# Construction of Inverse Completion

## Contents

## Theorem

This page consists of a series of linked theorems, each of which builds towards one result.

To access the proofs for the individual theorems, click on the links which form the titles of each major section.

## Initial Definitions

Let $\left({S, \circ}\right)$ be a commutative semigroup which has cancellable elements.

Let $\left({C, \circ {\restriction_C}}\right) \subseteq \left({S, \circ}\right)$ be the subsemigroup of cancellable elements of $\left({S, \circ}\right)$, where $\circ {\restriction_C}$ denotes the restriction of $\circ$ to $C$.

## Cartesian Product with Cancellable Elements

Let $\left({S \times C, \oplus}\right)$ be the external direct product of $\left({S, \circ}\right)$ and $\left({C, \circ {\restriction_C}}\right)$, where $\oplus$ is the operation on $S \times C$ induced by $\circ$ on $S$ and $\circ {\restriction_C}$ on $C$.

That is:

- $\forall \left({x, y}\right), \left({u, v}\right) \in S \times C: \left({x, y}\right) \oplus \left({u, v}\right) = \left({x \circ u, y \mathop{\circ {\restriction_C}} v}\right)$

Then $\left({S \times C, \oplus}\right)$ is a commutative semigroup.

## Congruence Relation

The cross-relation $\boxtimes$ is a congruence relation on $\left({S \times C, \oplus}\right)$.

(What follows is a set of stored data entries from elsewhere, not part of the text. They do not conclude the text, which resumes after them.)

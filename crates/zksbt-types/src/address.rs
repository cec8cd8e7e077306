use crate::constants::{CLAIM_ADDRESS_SIZE, ETH_ADDRESS_SIZE, FIELD_ELEMENT_SIZE};
use crate::error::{ZksbtError, ZksbtResult};
use serde::{Deserialize, Serialize};
use sha3::{Digest, Keccak256};
use std::fmt;
use std::str::FromStr;

#[derive(Clone, Copy, PartialEq, Eq, Hash, PartialOrd, Ord, Serialize, Deserialize)]
pub struct EthAddress(pub [u8; ETH_ADDRESS_SIZE]);

impl EthAddress {
    pub fn from_bytes(bytes: [u8; ETH_ADDRESS_SIZE]) -> Self {
        Self(bytes)
    }

    pub fn as_bytes(&self) -> &[u8; ETH_ADDRESS_SIZE] {
        &self.0
    }

    /// EIP-55 mixed-case checksum encoding.
    pub fn to_checksum(&self) -> String {
        let hex_addr = hex::encode(self.0);
        let hash = Keccak256::digest(hex_addr.as_bytes());
        let hash_hex = hex::encode(hash);

        let mut checksummed = String::with_capacity(42);
        checksummed.push_str("0x");

        for (c, h) in hex_addr.chars().zip(hash_hex.chars()) {
            if c.is_ascii_alphabetic() && h >= '8' {
                checksummed.push(c.to_ascii_uppercase());
            } else {
                checksummed.push(c);
            }
        }
        checksummed
    }

    pub fn to_hex(&self) -> String {
        format!("0x{}", hex::encode(self.0))
    }

    pub fn from_hex(s: &str) -> ZksbtResult<Self> {
        let s = s.strip_prefix("0x").unwrap_or(s);
        let bytes = hex::decode(s).map_err(|e| ZksbtError::InvalidAddress(e.to_string()))?;
        if bytes.len() != ETH_ADDRESS_SIZE {
            return Err(ZksbtError::InvalidAddress("Invalid address length".into()));
        }
        let mut arr = [0u8; ETH_ADDRESS_SIZE];
        arr.copy_from_slice(&bytes);
        Ok(Self(arr))
    }

    pub fn zero() -> Self {
        Self([0u8; ETH_ADDRESS_SIZE])
    }

    /// Lowercase hex without prefix, as it appears inside signed messages.
    pub fn to_message_hex(&self) -> String {
        hex::encode(self.0)
    }
}

impl FromStr for EthAddress {
    type Err = ZksbtError;

    fn from_str(s: &str) -> Result<Self, Self::Err> {
        Self::from_hex(s)
    }
}

impl fmt::Debug for EthAddress {
    fn fmt(&self, f: &mut fmt::Formatter<'_>) -> fmt::Result {
        write!(f, "EthAddress({})", self.to_checksum())
    }
}

impl fmt::Display for EthAddress {
    fn fmt(&self, f: &mut fmt::Formatter<'_>) -> fmt::Result {
        write!(f, "{}", self.to_checksum())
    }
}

impl Default for EthAddress {
    fn default() -> Self {
        Self::zero()
    }
}

/// Legacy 160-bit address carved from the low bytes of an identity
/// commitment. Two commitments can share one; the allocator keeps the full
/// commitment next to it and rejects the second binding.
#[derive(Clone, Copy, PartialEq, Eq, Hash, PartialOrd, Ord, Serialize, Deserialize)]
pub struct ClaimAddress(pub [u8; CLAIM_ADDRESS_SIZE]);

impl ClaimAddress {
    /// Takes the last 20 bytes of a big-endian commitment encoding.
    pub fn from_commitment_bytes(commitment_be: &[u8; FIELD_ELEMENT_SIZE]) -> Self {
        let mut arr = [0u8; CLAIM_ADDRESS_SIZE];
        arr.copy_from_slice(&commitment_be[FIELD_ELEMENT_SIZE - CLAIM_ADDRESS_SIZE..]);
        Self(arr)
    }

    pub fn as_bytes(&self) -> &[u8; CLAIM_ADDRESS_SIZE] {
        &self.0
    }

    pub fn to_hex(&self) -> String {
        format!("0x{}", hex::encode(self.0))
    }
}

impl fmt::Debug for ClaimAddress {
    fn fmt(&self, f: &mut fmt::Formatter<'_>) -> fmt::Result {
        write!(f, "ClaimAddress({})", self.to_hex())
    }
}

impl fmt::Display for ClaimAddress {
    fn fmt(&self, f: &mut fmt::Formatter<'_>) -> fmt::Result {
        write!(f, "{}", self.to_hex())
    }
}

#[cfg(test)]
mod tests {
    use super::*;

    #[test]
    fn test_from_hex_rejects_bad_length() {
        assert!(EthAddress::from_hex("0x1234").is_err());
        assert!(EthAddress::from_hex("zz").is_err());
    }

    #[test]
    fn test_from_str_accepts_unprefixed() {
        let addr: EthAddress = "00000000000000000000000000000000000000ff".parse().unwrap();
        assert_eq!(addr.as_bytes()[19], 0xff);
    }

    #[test]
    fn test_claim_address_takes_low_bytes() {
        let mut commitment = [0u8; 32];
        for (i, b) in commitment.iter_mut().enumerate() {
            *b = i as u8;
        }
        let claim = ClaimAddress::from_commitment_bytes(&commitment);
        assert_eq!(claim.as_bytes()[0], 12);
        assert_eq!(claim.as_bytes()[19], 31);
    }

    #[test]
    fn test_claim_address_ignores_high_bytes() {
        let mut a = [0u8; 32];
        let mut b = [0u8; 32];
        a[31] = 9;
        b[31] = 9;
        b[0] = 0x01;
        assert_eq!(
            ClaimAddress::from_commitment_bytes(&a),
            ClaimAddress::from_commitment_bytes(&b)
        );
    }
}
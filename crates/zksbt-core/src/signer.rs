use async_trait::async_trait;
use zksbt_crypto::{
    derive_eth_address_from_private, generate_private_key, recover_personal_signer,
    sign_personal_message,
};
use zksbt_types::{EcdsaSignature, EthAddress, Secp256k1PrivateKey, ZksbtResult};

/// A wallet able to produce EIP-191 personal-message signatures.
#[async_trait]
pub trait MessageSigner: Send + Sync {
    fn address(&self) -> EthAddress;

    async fn sign_message(&self, message: &[u8]) -> ZksbtResult<EcdsaSignature>;
}

pub fn recover_signer(message: &[u8], signature: &EcdsaSignature) -> ZksbtResult<EthAddress> {
    recover_personal_signer(message, signature)
}

/// In-process secp256k1 key. Signing is deterministic (RFC 6979).
pub struct LocalSigner {
    key: Secp256k1PrivateKey,
    address: EthAddress,
}

impl LocalSigner {
    pub fn new(key: Secp256k1PrivateKey) -> ZksbtResult<Self> {
        let address = derive_eth_address_from_private(&key)?;
        Ok(Self { key, address })
    }

    pub fn from_hex(hex_key: &str) -> ZksbtResult<Self> {
        Self::new(Secp256k1PrivateKey::from_hex(hex_key)?)
    }

    pub fn random() -> ZksbtResult<Self> {
        Self::new(generate_private_key())
    }

    pub fn private_key(&self) -> &Secp256k1PrivateKey {
        &self.key
    }
}

impl std::fmt::Debug for LocalSigner {
    fn fmt(&self, f: &mut std::fmt::Formatter<'_>) -> std::fmt::Result {
        write!(f, "LocalSigner({})", self.address)
    }
}

#[async_trait]
impl MessageSigner for LocalSigner {
    fn address(&self) -> EthAddress {
        self.address
    }

    async fn sign_message(&self, message: &[u8]) -> ZksbtResult<EcdsaSignature> {
        sign_personal_message(&self.key, message)
    }
}
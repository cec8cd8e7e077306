use serde::{Deserialize, Serialize};

#[derive(Clone, Copy, Debug, PartialEq, Eq, Serialize, Deserialize, Default)]
#[serde(rename_all = "lowercase")]
pub enum LogLevel {
    Error,
    Warn,
    #[default]
    Info,
    Debug,
    Trace,
}

impl LogLevel {
    /// Unknown names fall back to `Info`.
    pub fn parse_lossy(value: &str) -> Self {
        match value.to_lowercase().as_str() {
            "error" => LogLevel::Error,
            "warn" => LogLevel::Warn,
            "info" => LogLevel::Info,
            "debug" => LogLevel::Debug,
            "trace" => LogLevel::Trace,
            _ => LogLevel::Info,
        }
    }
}

impl std::fmt::Display for LogLevel {
    fn fmt(&self, f: &mut std::fmt::Formatter<'_>) -> std::fmt::Result {
        match self {
            LogLevel::Error => write!(f, "error"),
            LogLevel::Warn => write!(f, "warn"),
            LogLevel::Info => write!(f, "info"),
            LogLevel::Debug => write!(f, "debug"),
            LogLevel::Trace => write!(f, "trace"),
        }
    }
}
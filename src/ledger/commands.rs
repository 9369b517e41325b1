//! Command definitions
//!
//! Commands carry a caller's intent into the engine. They are plain data;
//! validation happens in the component that executes them.

use chrono::NaiveDate;
use serde::{Deserialize, Serialize};

use crate::domain::{AccountId, Currency, Direction, EntryType, HolderId, Money};

// =========================================================================
// TransferCommand
// =========================================================================

/// Request to move money between two customer accounts
#[derive(Debug, Clone, PartialEq, Eq, Serialize, Deserialize)]
pub struct TransferCommand {
    pub from_account_id: AccountId,
    pub to_account_id: AccountId,
    pub amount_minor: i64,
    pub currency: Currency,
    pub description: Option<String>,
    /// Caller token; a repeated request with the same key is not re-executed
    pub idempotency_key: Option<String>,
}

impl TransferCommand {
    pub fn new(from: AccountId, to: AccountId, amount: Money) -> Self {
        Self {
            from_account_id: from,
            to_account_id: to,
            amount_minor: amount.amount_minor(),
            currency: amount.currency(),
            description: None,
            idempotency_key: None,
        }
    }

    pub fn with_description(mut self, description: impl Into<String>) -> Self {
        self.description = Some(description.into());
        self
    }

    pub fn with_idempotency_key(mut self, key: impl Into<String>) -> Self {
        self.idempotency_key = Some(key.into());
        self
    }
}

// =========================================================================
// PostEntryCommand
// =========================================================================

/// One requested journal line
#[derive(Debug, Clone, PartialEq, Eq, Serialize, Deserialize)]
pub struct LineCommand {
    pub account_id: AccountId,
    pub direction: Direction,
    pub amount: Money,
    pub value_date: Option<NaiveDate>,
    pub description: Option<String>,
}

impl LineCommand {
    pub fn debit(account_id: AccountId, amount: Money) -> Self {
        Self::new(account_id, Direction::Debit, amount)
    }

    pub fn credit(account_id: AccountId, amount: Money) -> Self {
        Self::new(account_id, Direction::Credit, amount)
    }

    pub fn new(account_id: AccountId, direction: Direction, amount: Money) -> Self {
        Self {
            account_id,
            direction,
            amount,
            value_date: None,
            description: None,
        }
    }

    pub fn with_description(mut self, description: impl Into<String>) -> Self {
        self.description = Some(description.into());
        self
    }
}

/// Request to post a balanced journal entry
#[derive(Debug, Clone, PartialEq, Eq, Serialize, Deserialize)]
pub struct PostEntryCommand {
    pub entry_type: EntryType,
    pub lines: Vec<LineCommand>,
    /// Defaults to the engine clock's current date
    pub booking_date: Option<NaiveDate>,
    pub value_date: Option<NaiveDate>,
    pub external_reference: Option<String>,
    pub description: Option<String>,
}

impl PostEntryCommand {
    pub fn new(entry_type: EntryType, lines: Vec<LineCommand>) -> Self {
        Self {
            entry_type,
            lines,
            booking_date: None,
            value_date: None,
            external_reference: None,
            description: None,
        }
    }

    /// `DEBIT from`, `CREDIT to`
    pub fn transfer(from: AccountId, to: AccountId, amount: Money) -> Self {
        Self::new(
            EntryType::Transfer,
            vec![LineCommand::debit(from, amount), LineCommand::credit(to, amount)],
        )
    }

    /// Cash paid in at the counter: the cash account carries the contra debit
    pub fn cash_deposit(cash_account: AccountId, account: AccountId, amount: Money) -> Self {
        Self::new(
            EntryType::CashDeposit,
            vec![
                LineCommand::debit(cash_account, amount),
                LineCommand::credit(account, amount),
            ],
        )
    }

    pub fn cash_withdrawal(cash_account: AccountId, account: AccountId, amount: Money) -> Self {
        Self::new(
            EntryType::CashWithdrawal,
            vec![
                LineCommand::debit(account, amount),
                LineCommand::credit(cash_account, amount),
            ],
        )
    }

    /// Charge `account` and book the income on `fee_income_account`
    pub fn fee(account: AccountId, fee_income_account: AccountId, amount: Money) -> Self {
        Self::new(
            EntryType::Fee,
            vec![
                LineCommand::debit(account, amount),
                LineCommand::credit(fee_income_account, amount),
            ],
        )
    }

    /// Pay interest to `account` out of `interest_expense_account`
    pub fn interest(interest_expense_account: AccountId, account: AccountId, amount: Money) -> Self {
        Self::new(
            EntryType::Interest,
            vec![
                LineCommand::debit(interest_expense_account, amount),
                LineCommand::credit(account, amount),
            ],
        )
    }

    pub fn adjustment(lines: Vec<LineCommand>) -> Self {
        Self::new(EntryType::Adjustment, lines)
    }

    pub fn with_booking_date(mut self, booking_date: NaiveDate) -> Self {
        self.booking_date = Some(booking_date);
        self
    }

    pub fn with_value_date(mut self, value_date: NaiveDate) -> Self {
        self.value_date = Some(value_date);
        self
    }

    pub fn with_external_reference(mut self, reference: impl Into<String>) -> Self {
        self.external_reference = Some(reference.into());
        self
    }

    pub fn with_description(mut self, description: impl Into<String>) -> Self {
        self.description = Some(description.into());
        self
    }

    pub fn account_ids(&self) -> impl Iterator<Item = AccountId> + '_ {
        self.lines.iter().map(|line| line.account_id)
    }
}

// =========================================================================
// OpenAccountCommand
// =========================================================================

/// Request to open a deposit account
#[derive(Debug, Clone, PartialEq, Eq, Serialize, Deserialize)]
pub struct OpenAccountCommand {
    /// Generated when absent
    pub account_id: Option<AccountId>,
    pub holder_id: HolderId,
    pub currency: Currency,
    pub overdraft_limit_minor: i64,
    /// Open directly in ACTIVE instead of PENDING
    pub activate: bool,
}

impl OpenAccountCommand {
    pub fn new(holder_id: HolderId, currency: Currency) -> Self {
        Self {
            account_id: None,
            holder_id,
            currency,
            overdraft_limit_minor: 0,
            activate: false,
        }
    }

    pub fn with_id(mut self, account_id: AccountId) -> Self {
        self.account_id = Some(account_id);
        self
    }

    pub fn with_overdraft_limit(mut self, overdraft_limit_minor: i64) -> Self {
        self.overdraft_limit_minor = overdraft_limit_minor;
        self
    }

    pub fn active(mut self) -> Self {
        self.activate = true;
        self
    }
}
//! Error handling module
//!
//! HTTP-facing error type and its response conversion.

use axum::http::StatusCode;
use axum::response::{IntoResponse, Response};
use axum::Json;
use serde::Serialize;

use crate::domain::{ErrorKind, LedgerError};

/// Application-wide Result type
pub type AppResult<T> = Result<T, AppError>;

/// Application error types
#[derive(Debug, thiserror::Error)]
pub enum AppError {
    #[error("Invalid request: {0}")]
    InvalidRequest(String),

    #[error("Missing required header: {0}")]
    MissingHeader(String),

    #[error(transparent)]
    Ledger(#[from] LedgerError),

    #[error("Configuration error: {0}")]
    Config(#[from] crate::config::ConfigError),
}

/// Error response body
#[derive(Debug, Serialize)]
pub struct ErrorResponse {
    pub error: String,
    pub error_code: String,
    #[serde(skip_serializing_if = "Option::is_none")]
    pub details: Option<String>,
    /// Whether the same request (same idempotency key) may succeed later
    pub retryable: bool,
}

/// Status and machine-readable code for a ledger error
fn ledger_status(err: &LedgerError) -> (StatusCode, &'static str) {
    match err {
        LedgerError::AccountNotFound(_) => (StatusCode::NOT_FOUND, "account_not_found"),
        LedgerError::EntryNotFound(_) => (StatusCode::NOT_FOUND, "entry_not_found"),
        LedgerError::TransferNotFound(_) => (StatusCode::NOT_FOUND, "transfer_not_found"),
        LedgerError::IdempotencyConflict(_) => (StatusCode::CONFLICT, "idempotency_conflict"),

        LedgerError::InvalidAmount(_) => (StatusCode::BAD_REQUEST, "invalid_amount"),
        LedgerError::SameAccount => (StatusCode::BAD_REQUEST, "same_account"),
        LedgerError::CurrencyMismatch { .. } => (StatusCode::BAD_REQUEST, "currency_mismatch"),
        LedgerError::UnbalancedEntry { .. } => (StatusCode::BAD_REQUEST, "unbalanced_entry"),
        LedgerError::TooFewLines(_) => (StatusCode::BAD_REQUEST, "too_few_lines"),
        LedgerError::InvalidCurrency(_) => (StatusCode::BAD_REQUEST, "invalid_currency"),
        LedgerError::Overflow => (StatusCode::BAD_REQUEST, "amount_overflow"),
        LedgerError::InvalidStatusTransition { .. } => {
            (StatusCode::BAD_REQUEST, "invalid_status_transition")
        }

        LedgerError::InsufficientFunds { .. } => {
            (StatusCode::UNPROCESSABLE_ENTITY, "insufficient_funds")
        }
        LedgerError::AccountNotActive { .. } => {
            (StatusCode::UNPROCESSABLE_ENTITY, "account_not_active")
        }
        LedgerError::EntryNotPosted(_) => (StatusCode::UNPROCESSABLE_ENTITY, "entry_not_posted"),
        LedgerError::EntryAlreadyReversed(_) => {
            (StatusCode::UNPROCESSABLE_ENTITY, "entry_already_reversed")
        }

        LedgerError::StorageTimeout => (StatusCode::SERVICE_UNAVAILABLE, "storage_timeout"),
        LedgerError::Conflict => (StatusCode::SERVICE_UNAVAILABLE, "concurrency_conflict"),

        LedgerError::InvariantViolation(_) => {
            (StatusCode::INTERNAL_SERVER_ERROR, "invariant_violation")
        }
        LedgerError::Storage(_) => (StatusCode::INTERNAL_SERVER_ERROR, "storage_error"),
    }
}

impl IntoResponse for AppError {
    fn into_response(self) -> Response {
        let (status, error_code, details, retryable) = match &self {
            AppError::InvalidRequest(msg) => {
                (StatusCode::BAD_REQUEST, "invalid_request", Some(msg.clone()), false)
            }
            AppError::MissingHeader(header) => {
                (StatusCode::BAD_REQUEST, "missing_header", Some(header.clone()), false)
            }
            AppError::Ledger(err) => {
                let (status, code) = ledger_status(err);
                match err.kind() {
                    ErrorKind::Invariant | ErrorKind::Infrastructure => {
                        tracing::error!("Ledger error: {}", err);
                    }
                    ErrorKind::Transient => {
                        tracing::warn!("Transient ledger error: {}", err);
                    }
                    ErrorKind::Validation | ErrorKind::Business => {}
                }
                (status, code, None, err.is_retryable())
            }
            AppError::Config(e) => {
                tracing::error!("Config error: {:?}", e);
                (StatusCode::INTERNAL_SERVER_ERROR, "config_error", None, false)
            }
        };

        // Internal detail stays in the logs
        let error = if status == StatusCode::INTERNAL_SERVER_ERROR {
            "Internal server error".to_string()
        } else {
            self.to_string()
        };

        let body = ErrorResponse {
            error,
            error_code: error_code.to_string(),
            details,
            retryable,
        };

        (status, Json(body)).into_response()
    }
}

#[cfg(test)]
mod tests {
    use super::*;
    use crate::domain::{AccountId, AccountStatus, EntryId};

    #[test]
    fn test_status_mapping() {
        let cases = [
            (LedgerError::SameAccount, StatusCode::BAD_REQUEST),
            (LedgerError::AccountNotFound(AccountId::new()), StatusCode::NOT_FOUND),
            (
                LedgerError::AccountNotActive {
                    account_id: AccountId::new(),
                    status: AccountStatus::Closed,
                },
                StatusCode::UNPROCESSABLE_ENTITY,
            ),
            (
                LedgerError::EntryAlreadyReversed(EntryId::new()),
                StatusCode::UNPROCESSABLE_ENTITY,
            ),
            (LedgerError::IdempotencyConflict("k".into()), StatusCode::CONFLICT),
            (LedgerError::StorageTimeout, StatusCode::SERVICE_UNAVAILABLE),
            (LedgerError::Storage("boom".into()), StatusCode::INTERNAL_SERVER_ERROR),
        ];

        for (err, expected) in cases {
            let response = AppError::from(err.clone()).into_response();
            assert_eq!(response.status(), expected, "{err:?}");
        }
    }
}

### Members of Equivalence Classes

$\forall x, y \in S, a, b \in C:$

- $(1): \quad \tuple {x \circ a, a} \boxtimes \tuple {y \circ b, b} \iff x = y$

- $(2): \quad \eqclass {\tuple {x \circ a, y \circ a} } \boxtimes = \eqclass {\tuple {x, y} } \boxtimes$

where $\eqclass {\tuple {x, y} } \boxtimes$ is the equivalence class of $\tuple {x, y}$ under $\boxtimes$.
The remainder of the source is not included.